What you have to do: Write only the number of lines in the entries that hold the string "seen".

Stored data:

....................

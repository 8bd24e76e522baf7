use std::collections::HashMap;
use std::str::FromStr;

use serde_json::{json, Map, Value};

use crate::schema::{AttributeDescriptor, ContentTypeModel, PUBLISHED_AT};

use super::error::QueryError;

#[derive(Debug, Clone, Copy, PartialEq, Eq)]
pub enum PublicationState {
    /// Drafts and published entries.
    Preview,
    /// Published entries only.
    Live,
}

impl FromStr for PublicationState {
    type Err = QueryError;

    fn from_str(s: &str) -> Result<Self, Self::Err> {
        match s {
            "preview" => Ok(PublicationState::Preview),
            "live" => Ok(PublicationState::Live),
            other => Err(QueryError::InvalidPublicationState(other.to_string())),
        }
    }
}

pub fn convert_publication_state(state: &str) -> Result<PublicationState, QueryError> {
    state.parse()
}

/// Deferred publication clause.
///
/// The attribute map a storage adapter works with may only be final at
/// query-build time, so the clause is resolved there rather than at
/// parameter-conversion time.
#[derive(Debug, Clone, PartialEq)]
pub struct PublishedAtFilter {
    field: String,
}

impl PublishedAtFilter {
    pub fn new(field: impl Into<String>) -> Self {
        Self { field: field.into() }
    }

    pub fn field(&self) -> &str {
        &self.field
    }

    /// The non-null clause over the publish timestamp, or nothing when the
    /// attribute map does not carry the field.
    pub fn resolve(&self, attributes: &HashMap<String, AttributeDescriptor>) -> Option<Value> {
        if !attributes.contains_key(&self.field) {
            return None;
        }
        let mut clause = Map::new();
        clause.insert(self.field.clone(), json!({ "$notNull": true }));
        Some(Value::Object(clause))
    }
}

/// The deferred filter a `live` request installs on draft/publish models.
/// `preview` installs nothing, as does `live` on a model without the
/// publish timestamp.
pub fn publication_filter(
    model: &ContentTypeModel,
    state: PublicationState,
) -> Option<PublishedAtFilter> {
    match state {
        PublicationState::Live if model.has_publication_state() => {
            Some(PublishedAtFilter::new(PUBLISHED_AT))
        }
        _ => None,
    }
}
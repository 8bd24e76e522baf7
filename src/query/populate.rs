use std::collections::HashSet;

use serde_json::Value;

use crate::schema::{AttributeKind, ContentTypeModel, SchemaRegistry};

use super::error::QueryError;
use super::fields::convert_fields;
use super::filters::FilterSanitizer;
use super::sort::SortConverter;
use super::types::{NestedPopulate, PopulateSpec, PopulateValue};

pub struct PopulateConverter<'a> {
    model: &'a ContentTypeModel,
    registry: &'a SchemaRegistry,
}

impl<'a> PopulateConverter<'a> {
    pub fn new(model: &'a ContentTypeModel, registry: &'a SchemaRegistry) -> Self {
        Self { model, registry }
    }

    /// The bare string `"*"` is only a wildcard at the top level; inside a
    /// comma list or a deeper populate it stays a literal token.
    pub fn convert(&self, populate: &Value) -> Result<PopulateSpec, QueryError> {
        self.convert_at(populate, self.model, 0)
    }

    fn convert_at(
        &self,
        populate: &Value,
        model: &ContentTypeModel,
        depth: usize,
    ) -> Result<PopulateSpec, QueryError> {
        match populate {
            Value::String(s) if depth == 0 && s == "*" => Ok(PopulateSpec::All),
            Value::String(s) => Ok(PopulateSpec::Relations(split_relations([s.as_str()]))),
            Value::Array(arr) => {
                let mut tokens = Vec::with_capacity(arr.len());
                for element in arr {
                    let s = element
                        .as_str()
                        .ok_or_else(|| QueryError::InvalidPopulate(element.to_string()))?;
                    tokens.push(s);
                }
                Ok(PopulateSpec::Relations(split_relations(tokens)))
            }
            Value::Object(obj) => {
                let mut tree = Vec::with_capacity(obj.len());
                for (key, value) in obj {
                    let attr = model
                        .attribute(key)
                        .ok_or_else(|| QueryError::UnknownAttribute(key.clone()))?;
                    let target = match &attr.kind {
                        AttributeKind::Relation { target } => Some(self.registry.get(target)?),
                        AttributeKind::Component { component, .. } => {
                            Some(self.registry.get(component)?)
                        }
                        // Each entry carries its own model; there is no
                        // single target to scope a nested query against.
                        AttributeKind::DynamicZone { .. } => None,
                        other => {
                            return Err(QueryError::InvalidPopulate(format!(
                                "'{}' is a {} attribute and cannot be populated",
                                key,
                                other.type_name()
                            )))
                        }
                    };
                    tree.push((key.clone(), self.convert_nested(value, target, depth)?));
                }
                Ok(PopulateSpec::Tree(tree))
            }
            other => Err(QueryError::InvalidPopulate(other.to_string())),
        }
    }

    fn convert_nested(
        &self,
        value: &Value,
        target: Option<&ContentTypeModel>,
        depth: usize,
    ) -> Result<PopulateValue, QueryError> {
        match value {
            Value::String(s) if s == "*" => Ok(PopulateValue::Enabled(true)),
            Value::Bool(b) => Ok(PopulateValue::Enabled(*b)),
            Value::Object(obj) => {
                let Some(target) = target else {
                    return Err(QueryError::InvalidPopulate(
                        "dynamic zones only accept boolean or '*' populate values".to_string(),
                    ));
                };
                let mut nested = NestedPopulate::default();
                if let Some(sort) = obj.get("sort") {
                    nested.sort = Some(SortConverter::convert(sort)?);
                }
                if let Some(filters) = obj.get("filters") {
                    nested.filters =
                        Some(FilterSanitizer::new(self.registry).sanitize(filters, target)?);
                }
                if let Some(fields) = obj.get("fields") {
                    nested.fields = convert_fields(fields, &target.primary_key)?;
                }
                if let Some(populate) = obj.get("populate") {
                    nested.populate = Some(self.convert_at(populate, target, depth + 1)?);
                }
                if let Some(count) = obj.get("count") {
                    nested.count = Some(
                        count
                            .as_bool()
                            .ok_or_else(|| QueryError::InvalidPopulate(count.to_string()))?,
                    );
                }
                Ok(PopulateValue::Nested(Box::new(nested)))
            }
            other => Err(QueryError::InvalidPopulate(other.to_string())),
        }
    }
}

fn split_relations<'s>(parts: impl IntoIterator<Item = &'s str>) -> Vec<String> {
    let mut seen = HashSet::new();
    let mut out = Vec::new();
    for part in parts {
        for token in part.split(',') {
            let token = token.trim();
            if token.is_empty() {
                continue;
            }
            if seen.insert(token.to_string()) {
                out.push(token.to_string());
            }
        }
    }
    out
}
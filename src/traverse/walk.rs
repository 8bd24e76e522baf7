use futures::future::{try_join_all, BoxFuture};
use futures::FutureExt;
use serde_json::{Map, Value};

use crate::schema::{AttributeKind, ContentTypeModel, SchemaRegistry, COMPONENT_REF};

use super::error::TraverseError;
use super::visitor::{AttributeNode, Visitor, VisitorOutput};

/// Apply `visitor` to every attribute of `value` under `schema`.
///
/// Component and dynamic-zone values are descended into with their own
/// models; relation values are left to visitors that know about relations.
/// An array input is a bulk of independent entities: elements are processed
/// in parallel and collected in input order.
pub async fn traverse(
    visitor: &dyn Visitor,
    value: Value,
    schema: &ContentTypeModel,
    registry: &SchemaRegistry,
) -> Result<Value, TraverseError> {
    match value {
        Value::Array(items) => {
            let futures = items
                .into_iter()
                .map(|item| traverse_entity(visitor, item, schema, registry));
            Ok(Value::Array(try_join_all(futures).await?))
        }
        other => traverse_entity(visitor, other, schema, registry).await,
    }
}

/// Run several visitors as a left-to-right pipeline: the output entity of
/// one is the input of the next. Bulk inputs fan out like `traverse`.
pub async fn traverse_pipeline(
    visitors: &[&dyn Visitor],
    value: Value,
    schema: &ContentTypeModel,
    registry: &SchemaRegistry,
) -> Result<Value, TraverseError> {
    match value {
        Value::Array(items) => {
            let futures = items
                .into_iter()
                .map(|item| apply_pipeline(visitors, item, schema, registry));
            Ok(Value::Array(try_join_all(futures).await?))
        }
        other => apply_pipeline(visitors, other, schema, registry).await,
    }
}

async fn apply_pipeline(
    visitors: &[&dyn Visitor],
    mut value: Value,
    schema: &ContentTypeModel,
    registry: &SchemaRegistry,
) -> Result<Value, TraverseError> {
    for visitor in visitors {
        tracing::debug!("Running visitor '{}' on model '{}'", visitor.name(), schema.uid);
        value = traverse_entity(*visitor, value, schema, registry).await?;
    }
    Ok(value)
}

fn traverse_entity<'a>(
    visitor: &'a dyn Visitor,
    value: Value,
    schema: &'a ContentTypeModel,
    registry: &'a SchemaRegistry,
) -> BoxFuture<'a, Result<Value, TraverseError>> {
    async move {
        let entity = match value {
            Value::Object(entity) => entity,
            // Scalar entity positions (null components, relation ids) pass
            // through untouched.
            other => return Ok(other),
        };

        let mut out = Map::with_capacity(entity.len());
        for (key, value) in entity {
            let attribute = schema.attribute(&key);
            let node = AttributeNode { key: &key, attribute, schema };
            let mut decision = VisitorOutput::new();
            visitor.visit(&node, &value, &mut decision).await?;
            let Some(value) = decision.apply(value) else {
                tracing::debug!("Visitor '{}' removed '{}.{}'", visitor.name(), schema.uid, key);
                continue;
            };

            let value = match attribute.map(|a| &a.kind) {
                Some(AttributeKind::Component { component, .. }) => {
                    let component_model = registry.get(component)?;
                    traverse_component(visitor, value, component_model, registry).await?
                }
                Some(AttributeKind::DynamicZone { .. }) => {
                    traverse_dynamic_zone(visitor, value, registry).await?
                }
                // Relations are not descended into; everything else is a
                // scalar with no nesting.
                _ => value,
            };
            out.insert(key, value);
        }
        Ok(Value::Object(out))
    }
    .boxed()
}

/// Repeatable components hold an array of entries, single components one
/// object; both are governed by the component's own model.
async fn traverse_component<'a>(
    visitor: &'a dyn Visitor,
    value: Value,
    model: &'a ContentTypeModel,
    registry: &'a SchemaRegistry,
) -> Result<Value, TraverseError> {
    match value {
        Value::Array(items) => {
            let mut out = Vec::with_capacity(items.len());
            for item in items {
                out.push(traverse_entity(visitor, item, model, registry).await?);
            }
            Ok(Value::Array(out))
        }
        Value::Object(_) => traverse_entity(visitor, value, model, registry).await,
        other => Ok(other),
    }
}

/// Every dynamic zone entry names its own component model, so the model is
/// re-resolved per element.
async fn traverse_dynamic_zone<'a>(
    visitor: &'a dyn Visitor,
    value: Value,
    registry: &'a SchemaRegistry,
) -> Result<Value, TraverseError> {
    let items = match value {
        Value::Array(items) => items,
        Value::Null => return Ok(Value::Null),
        other => {
            return Err(TraverseError::InvalidEntity(format!(
                "dynamic zone value must be an array, got: {}",
                other
            )))
        }
    };

    let mut out = Vec::with_capacity(items.len());
    for item in items {
        if !item.is_object() {
            return Err(TraverseError::InvalidEntity(format!(
                "dynamic zone entry must be an object, got: {}",
                item
            )));
        }
        let uid = item
            .get(COMPONENT_REF)
            .and_then(Value::as_str)
            .map(str::to_string)
            .ok_or(TraverseError::MissingComponentRef)?;
        let model = registry.get(&uid)?;
        out.push(traverse_entity(visitor, item, model, registry).await?);
    }
    Ok(Value::Array(out))
}
use thiserror::Error;

use crate::schema::SchemaError;

/// Traversal failures are structural: a nested model could not be resolved
/// or the entity tree does not have the shape its schema promises. They
/// propagate; a broken entity is never partially sanitized.
#[derive(Debug, Error)]
pub enum TraverseError {
    #[error(transparent)]
    Schema(#[from] SchemaError),

    #[error("Dynamic zone entry is missing its '__component' reference")]
    MissingComponentRef,

    #[error("Invalid entity shape: {0}")]
    InvalidEntity(String),
}
use serde::{Deserialize, Serialize};

/// Closed set of attribute kinds the engine understands.
///
/// Scalar kinds carry no payload. Relations carry the uid of their target
/// model, components the uid of their component model. Every dispatch over
/// this enum is an exhaustive match, so adding a kind is a compile-time
/// visible event rather than a stringly-typed fallthrough.
#[derive(Debug, Clone, PartialEq, Serialize, Deserialize)]
#[serde(tag = "type", rename_all = "lowercase")]
pub enum AttributeKind {
    String,
    Text,
    RichText,
    Email,
    Enumeration {
        #[serde(default)]
        values: Vec<String>,
    },
    Password,
    Integer,
    BigInteger,
    Float,
    Decimal,
    Boolean,
    Date,
    Datetime,
    Time,
    Timestamp,
    Json,
    Uuid,
    Relation {
        target: String,
    },
    Component {
        component: String,
        #[serde(default)]
        repeatable: bool,
    },
    DynamicZone {
        components: Vec<String>,
    },
}

impl AttributeKind {
    /// True for kinds that can be populated (fetched and embedded) rather
    /// than stored inline as a scalar.
    pub fn is_populatable(&self) -> bool {
        matches!(
            self,
            AttributeKind::Relation { .. }
                | AttributeKind::Component { .. }
                | AttributeKind::DynamicZone { .. }
        )
    }

    /// Wire name of the kind, for error messages.
    pub fn type_name(&self) -> &'static str {
        match self {
            AttributeKind::String => "string",
            AttributeKind::Text => "text",
            AttributeKind::RichText => "richtext",
            AttributeKind::Email => "email",
            AttributeKind::Enumeration { .. } => "enumeration",
            AttributeKind::Password => "password",
            AttributeKind::Integer => "integer",
            AttributeKind::BigInteger => "biginteger",
            AttributeKind::Float => "float",
            AttributeKind::Decimal => "decimal",
            AttributeKind::Boolean => "boolean",
            AttributeKind::Date => "date",
            AttributeKind::Datetime => "datetime",
            AttributeKind::Time => "time",
            AttributeKind::Timestamp => "timestamp",
            AttributeKind::Json => "json",
            AttributeKind::Uuid => "uuid",
            AttributeKind::Relation { .. } => "relation",
            AttributeKind::Component { .. } => "component",
            AttributeKind::DynamicZone { .. } => "dynamiczone",
        }
    }
}

/// Per-attribute schema metadata. Immutable once the owning model is loaded.
#[derive(Debug, Clone, PartialEq, Serialize, Deserialize)]
pub struct AttributeDescriptor {
    #[serde(flatten)]
    pub kind: AttributeKind,
    #[serde(default)]
    pub private: bool,
    #[serde(default = "default_true")]
    pub writable: bool,
    #[serde(default = "default_true")]
    pub visible: bool,
    #[serde(default)]
    pub required: bool,
    #[serde(default)]
    pub unique: bool,
    #[serde(default, skip_serializing_if = "Option::is_none")]
    pub min: Option<f64>,
    #[serde(default, skip_serializing_if = "Option::is_none")]
    pub max: Option<f64>,
}

fn default_true() -> bool {
    true
}

impl AttributeDescriptor {
    /// Descriptor with default flags for the given kind, for registries
    /// assembled in code rather than from definition files.
    pub fn of(kind: AttributeKind) -> Self {
        Self {
            kind,
            private: false,
            writable: true,
            visible: true,
            required: false,
            unique: false,
            min: None,
            max: None,
        }
    }
}

#[cfg(test)]
mod tests {
    use super::*;
    use serde_json::json;

    #[test]
    fn test_deserialize_scalar_attribute() {
        let attr: AttributeDescriptor =
            serde_json::from_value(json!({ "type": "string", "required": true })).unwrap();
        assert_eq!(attr.kind, AttributeKind::String);
        assert!(attr.required);
        assert!(attr.writable);
        assert!(!attr.private);
    }

    #[test]
    fn test_deserialize_relation_attribute() {
        let attr: AttributeDescriptor =
            serde_json::from_value(json!({ "type": "relation", "target": "api::user.user" }))
                .unwrap();
        assert_eq!(
            attr.kind,
            AttributeKind::Relation { target: "api::user.user".to_string() }
        );
    }

    #[test]
    fn test_descriptor_defaults() {
        let attr = AttributeDescriptor::of(AttributeKind::Boolean);
        assert!(attr.writable);
        assert!(attr.visible);
        assert!(!attr.private);
        assert!(!attr.required);
    }

    #[test]
    fn test_deserialize_dynamic_zone_attribute() {
        let attr: AttributeDescriptor = serde_json::from_value(json!({
            "type": "dynamiczone",
            "components": ["blocks.hero", "blocks.quote"],
        }))
        .unwrap();
        assert!(attr.kind.is_populatable());
        assert_eq!(attr.kind.type_name(), "dynamiczone");
    }
}
use serde_json::Value;

use crate::coerce;
use crate::config::CONFIG;

use super::error::QueryError;
use super::types::Limit;

/// Number of records to skip. Must coerce to a non-negative integer.
pub fn convert_start(start: &Value) -> Result<u64, QueryError> {
    let n = coerce::parse_integer(start)?;
    if n < 0 {
        return Err(QueryError::OutOfRange { param: "start", value: n });
    }
    Ok(n as u64)
}

/// Record cap. `-1` means unbounded; anything else must be non-negative.
pub fn convert_limit(limit: &Value) -> Result<Limit, QueryError> {
    let n = coerce::parse_integer(limit)?;
    match n {
        -1 => Ok(Limit::Unbounded),
        n if n >= 0 => Ok(Limit::Count(n as u64)),
        n => Err(QueryError::OutOfRange { param: "limit", value: n }),
    }
}

/// Apply the configured server-side cap to a converted limit.
pub fn apply_max_limit(limit: Limit) -> Limit {
    cap_limit(limit, CONFIG.query.max_limit)
}

fn cap_limit(limit: Limit, max: Option<u64>) -> Limit {
    let Some(max) = max else {
        return limit;
    };
    match limit {
        Limit::Unbounded => {
            if CONFIG.query.debug_logging {
                tracing::warn!("Unbounded limit capped to configured max {}", max);
            }
            Limit::Count(max)
        }
        Limit::Count(n) if n > max => {
            if CONFIG.query.debug_logging {
                tracing::warn!("Limit {} exceeds max {}, capping to max", n, max);
            }
            Limit::Count(max)
        }
        other => other,
    }
}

....................

Task answer: 2